The girls are having a good fall. Yesterday they had the holiday show at the performing arts group they belong to, Young at Arts. Michelle has been working out Do a Deer from The Sound of Music by ear on the piano. Talented girl. Meanwhile Lizzy is enjoying being in 8th grade and her grades are up, and that comes at a good time. She’s finally getting algebra. She was cast as one of the leads in her school play this winter. The theme of the play is New York, and the songs are all taken from classic shows, with an original story to string them together. She has six songs. Her character is British, so she’s been having fun practicing her accent. I’m going to be playing in the band again this year. I got the list of songs and put together a playlist. It’s a fun set. We listened to it as we put up the tree today. It has two different songs called New York New York.

By The Book

Last weekend I finished the intro text for my book, and the stuff for the symbols and basic folds. Now that my origami book is done I’m looking to start in on some new projects.

I was at the music store last week to buy some clarinet books for Michelle, and bought a couple really good music books for myself too. One is Bach for the Electric Bass. This is great fun to play so far. The first two pieces in the book are the two parts of a two part invention. The first has regular notation and tab, and the second only notation. It’s really good for practicing reading in the bass clef, and also works really well as a source for riffs for walking bass lines. The lines lay really well.

The other book is called Metaphors for the Musician by Randy Halberstadt, and its a jazz piano theory and practice. I already know lots of theory, and while in theory there’s no difference between theory and practice, in practice that’s not always the case. This will be a good book to help me get it together playing-wise and take it to the next level as a performer. Just what I’ve been looking for. The need was inspired by my desire to take a solo at the end of Checker Cab, while still holding down the bass part. I have to come up with a melodic right hand approach that works with the in-the-pocket bottom, sounds good, and is possible to play.

Right now I’m reading thru the book, but it’s designed to be used at the piano, so once I’m done I’ll start over at the keyboard. It will take a few months. Lots of deep harmony theory, very well laid out, and more general stuff about how to approach comping and improvising that transfers into playing in general. One thing he stressed early on is the importance of playing slow and keeping good time. I know I tend to rush, and I don’t play with a drummer that often, so I’ve started practicing with the metronome again, and in general just taking everything down a few BPM to work on a more relaxed feel. That alone is already making a difference. Especially on a song like Heat Wave or Steppin’ Out.
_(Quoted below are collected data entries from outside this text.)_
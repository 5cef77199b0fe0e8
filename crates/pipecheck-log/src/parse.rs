use std::fs::File;
use std::io::{BufRead, BufReader};
use std::path::Path;
use std::sync::OnceLock;

use regex::Regex;
use tracing::{debug, trace};

use crate::{LogError, RegisterSnapshot, Result};

/// A recognised line of simulator output.
#[derive(Debug, Clone, Copy, PartialEq, Eq)]
pub enum LogLine {
    /// `CYCLE <n>`: starts a new cycle block.
    Cycle(u64),
    /// `R[<index>]: <value>`: one register of the current block.
    Register { index: u32, value: i64 },
}

impl LogLine {
    /// Classify one line of a log.
    ///
    /// Both patterns are anchored at the start of the trimmed line and ignore
    /// whatever follows the captured number, so simulators may append notes.
    /// Anything else, including numbers that overflow, yields `None`.
    ///
    /// # Panics
    ///
    /// Panics only if the built-in line patterns fail to compile.
    #[must_use]
    pub fn parse(line: &str) -> Option<Self> {
        let line = line.trim();

        let cycle_pattern = CYCLE_PATTERN
            .get_or_init(|| Regex::new(r"^CYCLE\s+(\d+)").expect("valid cycle pattern"));
        if let Some(caps) = cycle_pattern.captures(line) {
            let cycle = caps.get(1)?.as_str().parse::<u64>().ok()?;
            return Some(Self::Cycle(cycle));
        }

        let reg_pattern = REG_PATTERN.get_or_init(|| {
            Regex::new(r"^R\[(\d+)\]:\s+(-?\d+)").expect("valid register pattern")
        });
        let caps = reg_pattern.captures(line)?;
        let index = caps.get(1)?.as_str().parse::<u32>().ok()?;
        let value = caps.get(2)?.as_str().parse::<i64>().ok()?;
        Some(Self::Register { index, value })
    }
}

static CYCLE_PATTERN: OnceLock<Regex> = OnceLock::new();
static REG_PATTERN: OnceLock<Regex> = OnceLock::new();

/// Final state extracted from one log.
#[derive(Debug, Clone, Default, PartialEq, Eq)]
pub struct ParsedLog {
    /// Registers of the last non-empty cycle block.
    pub registers: RegisterSnapshot,
    /// Value of the last `CYCLE` header, if any was seen.
    pub last_cycle: Option<u64>,
    /// Number of `CYCLE` headers seen.
    pub cycle_blocks: usize,
    /// Lines matching neither pattern.
    pub ignored_lines: usize,
}

impl ParsedLog {
    /// Total cycles executed.
    ///
    /// Headers count from zero, so this is the last header plus one. A log with
    /// no header at all reports one cycle.
    #[must_use]
    pub fn total_cycles(&self) -> u64 {
        self.last_cycle.unwrap_or(0).saturating_add(1)
    }
}

/// Parse a log from any buffered reader.
///
/// A header commits the block accumulated so far (when it holds at least one
/// register) and starts a new one. If the input ends mid-block, the partial
/// block becomes the final snapshot.
///
/// # Errors
///
/// Returns the underlying I/O error if a line cannot be read, including lines
/// that are not valid UTF-8.
pub fn parse_log<R: BufRead>(reader: R) -> std::io::Result<ParsedLog> {
    let mut parsed = ParsedLog::default();
    let mut current = RegisterSnapshot::new();

    for line in reader.lines() {
        let line = line?;
        match LogLine::parse(&line) {
            Some(LogLine::Cycle(cycle)) => {
                parsed.last_cycle = Some(cycle);
                parsed.cycle_blocks += 1;
                if !current.is_empty() {
                    parsed.registers = std::mem::take(&mut current);
                }
            }
            Some(LogLine::Register { index, value }) => current.set(index, value),
            None => {
                trace!(line = %line, "ignoring unrecognised line");
                parsed.ignored_lines += 1;
            }
        }
    }

    if !current.is_empty() {
        parsed.registers = current;
    }

    Ok(parsed)
}

/// Parse a log file.
///
/// # Errors
///
/// Returns [`LogError::NotFound`] if the file does not exist and
/// [`LogError::Io`] for any other read failure.
pub fn parse_log_file(path: &Path) -> Result<ParsedLog> {
    let file = File::open(path).map_err(|source| {
        if source.kind() == std::io::ErrorKind::NotFound {
            LogError::NotFound(path.to_path_buf())
        } else {
            LogError::Io {
                path: path.to_path_buf(),
                source,
            }
        }
    })?;

    let parsed = parse_log(BufReader::new(file)).map_err(|source| LogError::Io {
        path: path.to_path_buf(),
        source,
    })?;

    debug!(
        path = %path.display(),
        blocks = parsed.cycle_blocks,
        registers = parsed.registers.len(),
        ignored = parsed.ignored_lines,
        "parsed log"
    );
    Ok(parsed)
}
I also got a book of arrangements of songs from the various Mario video games. Some of them are pretty hard. And a Soundgarden songbook. They were my favorite of all the grunge bands of the ‘90’s and I recently got turned on to them again. Chris Cornell is a genius with his singing and his use of melody and out meters. Unfortunately the book is in guitar tab, so it’ll take a pretty good amount of work to make piano adaptations. Still, it’s faster then doing it by ear.

Martin came over last weekend with the family, and we had a little time to jam. Matrin always has a knack for picking interesting covers, and so now I’m working up Breaking Us in Two, which I knew once a long time ago but forget. Perfect song for me to sing on.

Rush In Brooklyn

Last night Jeannie and I went and saw Rush play at the Barclay Arena in Brooklyn, named after basketball great Charles Barkley, although I don’t think he ever played for the Nets, and I can’t say why they got the spelling wrong. The arena is brand new and only a few blocks from where we used to live. This site was formerly a train yard, an open pit on a triangle of land that was sort of a dead zone in downtown Brooklyn, something you’d have to walk around. I hadn’t been back there since they broke ground on the arena, but it’s good to see it finished. Apart form the overbright animated jumbotron marquees, it’s a very nice arena.
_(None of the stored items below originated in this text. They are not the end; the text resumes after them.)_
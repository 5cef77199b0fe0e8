use std::collections::BTreeMap;
use std::fmt;

use crate::RegisterSnapshot;

/// Number of architectural registers compared.
pub const REGISTER_COUNT: u32 = 32;

/// Disagreement on a single register.
///
/// `None` means the register was not printed in that log's final block.
#[derive(Debug, Clone, Copy, PartialEq, Eq)]
pub struct RegisterMismatch {
    pub left: Option<i64>,
    pub right: Option<i64>,
}

/// Mismatching registers keyed by index, ascending.
pub type Differences = BTreeMap<u32, RegisterMismatch>;

/// Compare two snapshots over registers `0..REGISTER_COUNT`.
///
/// A register present in only one snapshot is a difference; one missing from
/// both is not. Values are reported in argument order.
#[must_use]
pub fn compare_registers(left: &RegisterSnapshot, right: &RegisterSnapshot) -> Differences {
    (0..REGISTER_COUNT)
        .filter_map(|index| {
            let mismatch = RegisterMismatch {
                left: left.get(index),
                right: right.get(index),
            };
            (mismatch.left != mismatch.right).then_some((index, mismatch))
        })
        .collect()
}

/// Formats a possibly missing register value.
pub(crate) struct Value(pub Option<i64>);

impl fmt::Display for Value {
    fn fmt(&self, f: &mut fmt::Formatter<'_>) -> fmt::Result {
        match self.0 {
            Some(value) => write!(f, "{value}"),
            None => write!(f, "missing"),
        }
    }
}

impl RegisterMismatch {
    /// Left value for display, `missing` when absent.
    #[must_use]
    pub fn left_display(&self) -> impl fmt::Display {
        Value(self.left)
    }

    /// Right value for display, `missing` when absent.
    #[must_use]
    pub fn right_display(&self) -> impl fmt::Display {
        Value(self.right)
    }
}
The show itself was great. Rush has a new album out, Clockwork Angels, which is full of great material. The first set concentrated on material from their 80’s synthesizer phase, song like Subdivisions, Big Money, Force Ten, The Body Electric, Territories, and The Analog Kid. I think they played about half of Power Windows over the course of the night. For the second set they brought out an 8-piece string section. They opened the set by playing most of Clockwork Angels, 9 out of 12 songs. The string players had some good rock’n’roll headbanging choreography in addition to filling out the sound on the new songs. The CA material ranged from complex and ripping metal to much more layered and gentle stuff. “The Garden” was a standout and closed that part of the set. The string ensemble stuck around as they hit a few more classics with the strings taking on what was formerly the synthesizer part. These included Manhattan Project, Red Sector A, and YYZ. Then the power trio wrapped it up with a few of their greatest hits, including Spirit of Radio, Tom Sawyer, and 2112, parts I, II, and VII.

Alex’s guitar broke down in the middle of Temples of Syrinx, so he improvised a goofy little dance while his roadies scrambled to provide a replacement. Meanwhile Ged and Neil carried on and it worked just fine. Alex came back in just in time to do to solo leading into the finale.
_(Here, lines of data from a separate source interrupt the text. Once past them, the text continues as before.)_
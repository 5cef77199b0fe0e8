//! Expected total cycle counts for the pipelined simulator.
//!
//! The built-in table covers the course test suite. Other suites supply their
//! own table as TOML:
//!
//! ```toml
//! [cycles]
//! "MIPSPipeline-branch.txt" = 138
//! ```

use std::path::Path;

use rustc_hash::FxHashMap;
use serde::Deserialize;

use crate::{Error, Result};

/// Cycle counts shipped with the tool, keyed by exact log file name.
const BUILTIN_CYCLES: &[(&str, u64)] = &[
    ("MIPSPipeline-branch.txt", 138),
    ("MIPSPipeline-dependent_stores.txt", 142),
    ("MIPSPipeline-false_dependency.txt", 78),
    ("MIPSPipeline-forward_to_rs.txt", 78),
    ("MIPSPipeline-forward_to_rt.txt", 79),
    ("MIPSPipeline-hidden.txt", 264),
    ("MIPSPipeline-load_use.txt", 150),
    ("MIPSPipeline-raw_dependency.txt", 78),
    ("MIPSPipeline-reg_file_fowarding.txt", 70),
    ("MIPSPipeline-simple_no_branch_no_dep.txt", 154),
    ("SpeculativeMIPS-3bit_011.txt", 390),
    ("SpeculativeMIPS-3bit_100.txt", 382),
    ("SpeculativeMIPS-3bit_double.txt", 510),
    ("SpeculativeMIPS-hidden.txt", 16069),
    ("SpeculativeMIPS-one_backward_beq.txt", 3074),
    ("SpeculativeMIPS-one_backward_bne.txt", 2569),
    ("SpeculativeMIPS-one_forward_beq.txt", 3575),
    ("SpeculativeMIPS-one_forward_bne.txt", 4083),
    ("SpeculativeMIPS-static_branch.txt", 390),
    ("SpeculativeMIPS-test_case_local.txt", 4070),
];

/// Mapping from test file name to expected total cycles.
#[derive(Debug, Clone, Default, PartialEq, Eq, Deserialize)]
#[serde(deny_unknown_fields)]
pub struct ExpectedCycles {
    #[serde(default)]
    cycles: FxHashMap<String, u64>,
}

impl ExpectedCycles {
    /// The table shipped with the tool.
    #[must_use]
    pub fn builtin() -> Self {
        BUILTIN_CYCLES
            .iter()
            .map(|&(name, cycles)| (name.to_string(), cycles))
            .collect()
    }

    /// Parse a TOML table with a `[cycles]` section.
    ///
    /// # Errors
    ///
    /// Returns the TOML error if the text is malformed or a count is not a
    /// non-negative integer.
    pub fn from_toml_str(text: &str) -> std::result::Result<Self, toml::de::Error> {
        toml::from_str(text)
    }

    /// Load a table from a TOML file.
    ///
    /// # Errors
    ///
    /// Returns [`Error::ExpectationsIo`] if the file cannot be read and
    /// [`Error::ExpectationsFormat`] if it is not a valid table.
    pub fn load(path: &Path) -> Result<Self> {
        let text = std::fs::read_to_string(path).map_err(|source| Error::ExpectationsIo {
            path: path.to_path_buf(),
            source,
        })?;
        let table = Self::from_toml_str(&text).map_err(|source| Error::ExpectationsFormat {
            path: path.to_path_buf(),
            source,
        })?;
        tracing::debug!(path = %path.display(), entries = table.len(), "loaded expected cycles");
        Ok(table)
    }

    /// Expected cycles for an exact file name.
    #[must_use]
    pub fn get(&self, name: &str) -> Option<u64> {
        self.cycles.get(name).copied()
    }

    /// Add or replace an entry.
    pub fn insert(&mut self, name: impl Into<String>, cycles: u64) {
        self.cycles.insert(name.into(), cycles);
    }

    #[must_use]
    pub fn len(&self) -> usize {
        self.cycles.len()
    }

    #[must_use]
    pub fn is_empty(&self) -> bool {
        self.cycles.is_empty()
    }
}

impl FromIterator<(String, u64)> for ExpectedCycles {
    fn from_iter<I: IntoIterator<Item = (String, u64)>>(iter: I) -> Self {
        Self {
            cycles: iter.into_iter().collect(),
        }
    }
}

#[cfg(test)]
mod tests {
    use super::*;

    #[test]
    fn test_builtin_table() {
        let table = ExpectedCycles::builtin();
        assert_eq!(table.len(), 20);
        assert_eq!(table.get("MIPSPipeline-branch.txt"), Some(138));
        assert_eq!(table.get("SpeculativeMIPS-hidden.txt"), Some(16069));
        // Lookups use the exact file name.
        assert_eq!(table.get("MIPSPipeline-branch"), None);
        assert_eq!(table.get("branch.txt"), None);
    }

    #[test]
    fn test_from_toml() {
        let table = ExpectedCycles::from_toml_str(
            r#"
            [cycles]
            "T.txt" = 12
            "U.txt" = 7
            "#,
        )
        .unwrap();
        assert_eq!(table.len(), 2);
        assert_eq!(table.get("T.txt"), Some(12));
        assert_eq!(table.get("MIPSPipeline-branch.txt"), None);
    }

    #[test]
    fn test_from_toml_empty() {
        let table = ExpectedCycles::from_toml_str("").unwrap();
        assert!(table.is_empty());
    }

    #[test]
    fn test_from_toml_requires_cycles_section() {
        // Entries outside `[cycles]` must not silently yield an empty table.
        assert!(ExpectedCycles::from_toml_str("\"T.txt\" = 12\n").is_err());
        assert!(ExpectedCycles::from_toml_str("[cycle]\n\"T.txt\" = 12\n").is_err());
    }

    #[test]
    fn test_from_toml_rejects_negative() {
        assert!(ExpectedCycles::from_toml_str("[cycles]\n\"T.txt\" = -3\n").is_err());
        assert!(ExpectedCycles::from_toml_str("[cycles]\n\"T.txt\" = \"many\"\n").is_err());
    }

    #[test]
    fn test_load_missing_file() {
        let err = ExpectedCycles::load(Path::new("no/such/table.toml")).unwrap_err();
        assert!(matches!(err, Error::ExpectationsIo { .. }));
    }

    #[test]
    fn test_load_flat_table_is_format_error() {
        let dir = tempfile::tempdir().unwrap();
        let path = dir.path().join("expected.toml");
        std::fs::write(&path, "\"T.txt\" = 12\n").unwrap();

        let err = ExpectedCycles::load(&path).unwrap_err();
        assert!(matches!(err, Error::ExpectationsFormat { .. }));
    }

    #[test]
    fn test_insert_overrides() {
        let mut table = ExpectedCycles::builtin();
        table.insert("MIPSPipeline-branch.txt", 1);
        assert_eq!(table.get("MIPSPipeline-branch.txt"), Some(1));
    }
}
I really enjoyed the selection of music. Even though they skipped a lot of songs you might expect, they played a lot of great stuff you didn’t expect, and besides, I heard those other songs last tour. It’s good they’re continuing to present new things. The new material is great, and the rest put an interesting focus on a sometimes-overlooked phase in their career. It was the phase where I first started seeing the live, as it happens. As musicians, these guys just keep getting better. Geddy’s still got it in voice, and his bass chops are flawless. Alex Lifeson has such range, diversity of styles he can play, and roles to fit in with the music. And of ocurse he’s a world-class soloist. Plus all those pedals. Neil Peart’s playing is fast and precise as ever, but he’s also found a new level of fluidity. You can hear the way he pushes and pulls the groove in different songs, and for all his speed, he somehow looks like he’s moving in slow motion. Put them together and they’re great ensemble players, and the songs really bring that out.

It was a fantastic show. I sure hope they put out another album and come around again.

More of the Same

Am I in a groove, or in a rut? Who knows? On the book front, all the photos have been cropped, color balanced, edited, retouched, mastered and delivered to the publisher. 140 pictures, 12 GB upload. Thank you Bob! My last two diagrams are the Giant Squid and the Turkey. I’m to step 50 on the Squid, which is the tricky part. It looks like it’ll be about 65 steps. I hope I can finish it tonight. I’m up to step 65 on the Turkey, and I’m estimating 80 steps and hope to finish that within the week. These are the two most complex models in the book, but the light is at the end of the tunnel.

But even though I’ve been working hard, other interesting stuff is in the offing. The fall weather has been beautiful. Been getting to spend some time outside, although it’s getting light late and dark early already. The kids are alright. Work is mellow at the moment, and I’ve been working out and my health has been better again lately.

I’m planning on going to the MIT Origami Conference later this month. It should be a great time. I’m teaching and exhibiting, and it’ll be great to see the MIT origami people. Got to work out the travel logistics, which really means finding a hotel room.

Been working on learning some new songs. I’ve taken a break from writing and recording until my book is done, but I’ve been practicing. I can now sing and play eight of my own originals on piano. Recently added “Fine Red Wine” and “Angel or Alien” to the repertoire. Plus a couple new covers: “Stepping Out” by Joe Jackson and “Thunder Road” by The Boss. At least a few of them are pretty hard songs to play but I’ve gotten to the point where I know them well and continue to sharpen the arrangements and performance.